Literature DB >> 19023863

Course and treatment of perianal disease in children newly diagnosed with Crohn's disease.

David J Keljo1, James Markowitz, Christine Langton, Trudy Lerer, Athos Bousvaros, Ryan Carvalho, Wallace Crandall, Jonathan Evans, Anne Griffiths, Marsha Kay, Subra Kugathasan, Neal LeLeiko, David Mack, Petar Mamula, M Susan Moyer, Maria Oliva-Hemker, Anthony Otley, Marian Pfefferkorn, Joel Rosh, Jeffrey S Hyams.   

Abstract

BACKGROUND: We sought to characterize perianal disease and its treatment in pediatric patients newly diagnosed with Crohn's disease.
METHODS: Data were obtained from the Pediatric Inflammatory Bowel Disease (IBD) Collaborative Group Registry, a prospective, multicenter observational registry recording clinical and laboratory outcomes in children under 16 years of age newly diagnosed with IBD. Patients with Crohn's disease were selected who had data on perianal disease and at least 24 months of follow-up.
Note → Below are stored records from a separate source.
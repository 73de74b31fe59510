use std::error::Error;
use thiserror::Error;

/// Result alias for storage operations.
pub type StorageResult<T> = Result<T, StorageError>;

/// Error raised by storage backends regardless of the underlying database.
#[derive(Debug, Error)]
pub enum StorageError {
    #[error("storage unavailable: {message}")]
    Unavailable {
        message: String,
        #[source]
        source: Box<dyn Error + Send + Sync>,
    },
    /// A key holds a value of another kind than the command expects.
    #[error("key `{key}` holds a {actual} value, expected {expected}")]
    WrongType {
        key: String,
        expected: &'static str,
        actual: &'static str,
    },
    /// A stored record could not be decoded into its typed model.
    #[error("malformed record at `{key}`")]
    Decode {
        key: String,
        #[source]
        source: serde_json::Error,
    },
    /// A typed model could not be encoded for storage.
    #[error("failed to encode record for `{key}`")]
    Encode {
        key: String,
        #[source]
        source: serde_json::Error,
    },
}

impl StorageError {
    /// Construct an unavailable error from any backend failure.
    pub fn unavailable(message: String, source: impl Error + Send + Sync + 'static) -> Self {
        StorageError::Unavailable {
            message,
            source: Box::new(source),
        }
    }
}
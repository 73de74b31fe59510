//! Library crate for keyfury-back, exposing modules for binaries and integration tests.

pub mod config;
pub mod dao;
pub mod dto;
pub mod error;
pub mod routes;
pub mod services;
pub mod state;
use dashmap::DashSet;
use tracing::info;

use crate::state::room::RoomCode;

/// Process-local index of rooms believed to have a running round.
///
/// This is a cache over the session timestamps in the store. It starts empty,
/// may be lost at any time and is reconciled against the store on every timer
/// sync tick.
#[derive(Debug, Default)]
pub struct ActiveRoomRegistry {
    rooms: DashSet<RoomCode>,
}

impl ActiveRoomRegistry {
    pub fn new() -> Self {
        Self::default()
    }

    pub fn add(&self, room: &RoomCode) {
        if self.rooms.insert(room.clone()) {
            info!(room = %room, active = self.rooms.len(), "tracking active room");
        }
    }

    /// Stop tracking `room`, returning whether it was tracked.
    pub fn remove(&self, room: &RoomCode) -> bool {
        let removed = self.rooms.remove(room).is_some();
        if removed {
            info!(room = %room, active = self.rooms.len(), "stopped tracking room");
        }
        removed
    }

    pub fn contains(&self, room: &RoomCode) -> bool {
        self.rooms.contains(room)
    }

    pub fn len(&self) -> usize {
        self.rooms.len()
    }

    pub fn is_empty(&self) -> bool {
        self.rooms.is_empty()
    }

    /// Copy of the tracked rooms, so callers never hold a shard lock across awaits.
    pub fn snapshot(&self) -> Vec<RoomCode> {
        self.rooms.iter().map(|room| room.key().clone()).collect()
    }
}
pub mod memory;
#[cfg(feature = "redis-store")]
pub mod redis;
#[cfg(test)]
pub(crate) mod testing;

use std::time::Duration;

use futures::future::BoxFuture;
use indexmap::IndexMap;

use crate::dao::storage::StorageResult;

/// Precondition attached to a conditional hash write.
#[derive(Debug, Clone, Copy, PartialEq, Eq)]
pub enum HashCondition {
    /// Write only when the hash key itself exists.
    KeyExists,
    /// Write only when the field is already present in the hash.
    FieldExists,
}

/// Outcome of [`KvStore::hdel_cascade`].
#[derive(Debug, Clone, Copy, PartialEq, Eq, Default)]
pub struct FieldRemoval {
    /// The field was present and has been removed.
    pub removed: bool,
    /// Removing the field emptied the hash, so the follow-up batch ran.
    pub emptied: bool,
}

/// Single write executed as part of an atomic [`Batch`].
#[derive(Debug, Clone, PartialEq, Eq)]
pub enum Command {
    /// Store a string value, replacing any previous value and expiry.
    Set {
        key: String,
        value: String,
        ttl: Option<Duration>,
    },
    /// Write a hash field, keeping the key's current expiry.
    HSet {
        key: String,
        field: String,
        value: String,
    },
    /// Set the expiry of an existing key. Missing keys are ignored.
    Expire { key: String, ttl: Duration },
    /// Remove a key of any kind.
    Del { key: String },
    /// Append to the tail of a list, creating it when missing.
    RPush { key: String, value: String },
    /// Keep only the most recent `keep_last` entries of a list.
    LTrim { key: String, keep_last: usize },
}

/// Ordered group of writes applied atomically relative to every other store call.
#[derive(Debug, Clone, Default, PartialEq, Eq)]
pub struct Batch {
    commands: Vec<Command>,
}

impl Batch {
    /// Start an empty batch.
    pub fn new() -> Self {
        Self::default()
    }

    /// Append a command to the batch.
    pub fn push(mut self, command: Command) -> Self {
        self.commands.push(command);
        self
    }

    /// Whether the batch holds no command.
    pub fn is_empty(&self) -> bool {
        self.commands.is_empty()
    }

    /// Consume the batch, yielding its commands in order.
    pub fn into_commands(self) -> Vec<Command> {
        self.commands
    }
}

impl Extend<Command> for Batch {
    fn extend<T: IntoIterator<Item = Command>>(&mut self, iter: T) {
        self.commands.extend(iter);
    }
}

/// Abstraction over the external key-value store holding every room's state.
///
/// The command set mirrors a Redis subset: strings, insertion-ordered hashes and
/// lists, each with an optional per-key expiry. Removing the last field of a hash
/// or the last entry of a list removes the key.
pub trait KvStore: Send + Sync {
    fn exists(&self, key: String) -> BoxFuture<'static, StorageResult<bool>>;
    fn get(&self, key: String) -> BoxFuture<'static, StorageResult<Option<String>>>;
    fn set(
        &self,
        key: String,
        value: String,
        ttl: Option<Duration>,
    ) -> BoxFuture<'static, StorageResult<()>>;
    /// Atomically read and remove a string value.
    fn take(&self, key: String) -> BoxFuture<'static, StorageResult<Option<String>>>;
    /// Atomically remove a string value if it still equals `expected`.
    fn delete_if_equals(
        &self,
        key: String,
        expected: String,
    ) -> BoxFuture<'static, StorageResult<bool>>;
    /// Remaining time to live, `None` when the key is missing or persistent.
    fn ttl(&self, key: String) -> BoxFuture<'static, StorageResult<Option<Duration>>>;
    fn hget(&self, key: String, field: String)
    -> BoxFuture<'static, StorageResult<Option<String>>>;
    fn hgetall(&self, key: String) -> BoxFuture<'static, StorageResult<IndexMap<String, String>>>;
    /// Write a hash field only when `condition` holds, returning whether it was written.
    fn hset_if(
        &self,
        key: String,
        field: String,
        value: String,
        condition: HashCondition,
    ) -> BoxFuture<'static, StorageResult<bool>>;
    fn hdel(&self, key: String, field: String) -> BoxFuture<'static, StorageResult<bool>>;
    fn lrange(&self, key: String) -> BoxFuture<'static, StorageResult<Vec<String>>>;
    /// List live keys starting with `prefix`.
    fn keys(&self, prefix: String) -> BoxFuture<'static, StorageResult<Vec<String>>>;
    fn exec(&self, batch: Batch) -> BoxFuture<'static, StorageResult<()>>;
    /// Run `batch` atomically only while `guard` does not exist, returning whether it ran.
    fn exec_if_absent(&self, guard: String, batch: Batch) -> BoxFuture<'static, StorageResult<bool>>;
    /// Remove a hash field and, in the same atomic step, run `on_emptied` if that
    /// left the hash empty.
    fn hdel_cascade(
        &self,
        key: String,
        field: String,
        on_emptied: Batch,
    ) -> BoxFuture<'static, StorageResult<FieldRemoval>>;
    fn health_check(&self) -> BoxFuture<'static, StorageResult<()>>;
}
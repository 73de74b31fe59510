/// Key-value store abstraction and its in-process backend.
pub mod kv_store;
/// Serialized record definitions.
pub mod models;
/// Typed room-scoped key layout over a [`kv_store::KvStore`].
pub mod room_store;
/// Storage error types.
pub mod storage;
The records of patients with a Pediatric Crohn's Disease Activity Index perianal subscore greater than 0 were reviewed, and patients with abscesses or fistulas were selected. The therapies used and the course of their perianal disease were then assessed.
RESULTS: Of the 276 patients identified, 41 had perianal lesions within 30 days of diagnosis. Thirteen of these had skin tags and fissures only, whereas 28 had fistulas and/or abscesses. The latter lesions resolved by 1 year in 20 patients, and 8 had chronic/recurrent perianal disease persisting for more than 1 year following diagnosis. Patients with fistulizing disease were much more likely to be treated and were treated earlier with antibiotics, infliximab, and immunomodulators than were nonfistulizing patients. Patients who developed chronic perianal disease were more likely to have low body mass indices and required more perianal surgery than did patients whose perianal disease resolved.
CONCLUSIONS: Approximately 10% of newly diagnosed pediatric patients with Crohn's disease will have perianal fistulas and/or abscesses at the time of diagnosis. Most of these will resolve within a year with medical therapy alone.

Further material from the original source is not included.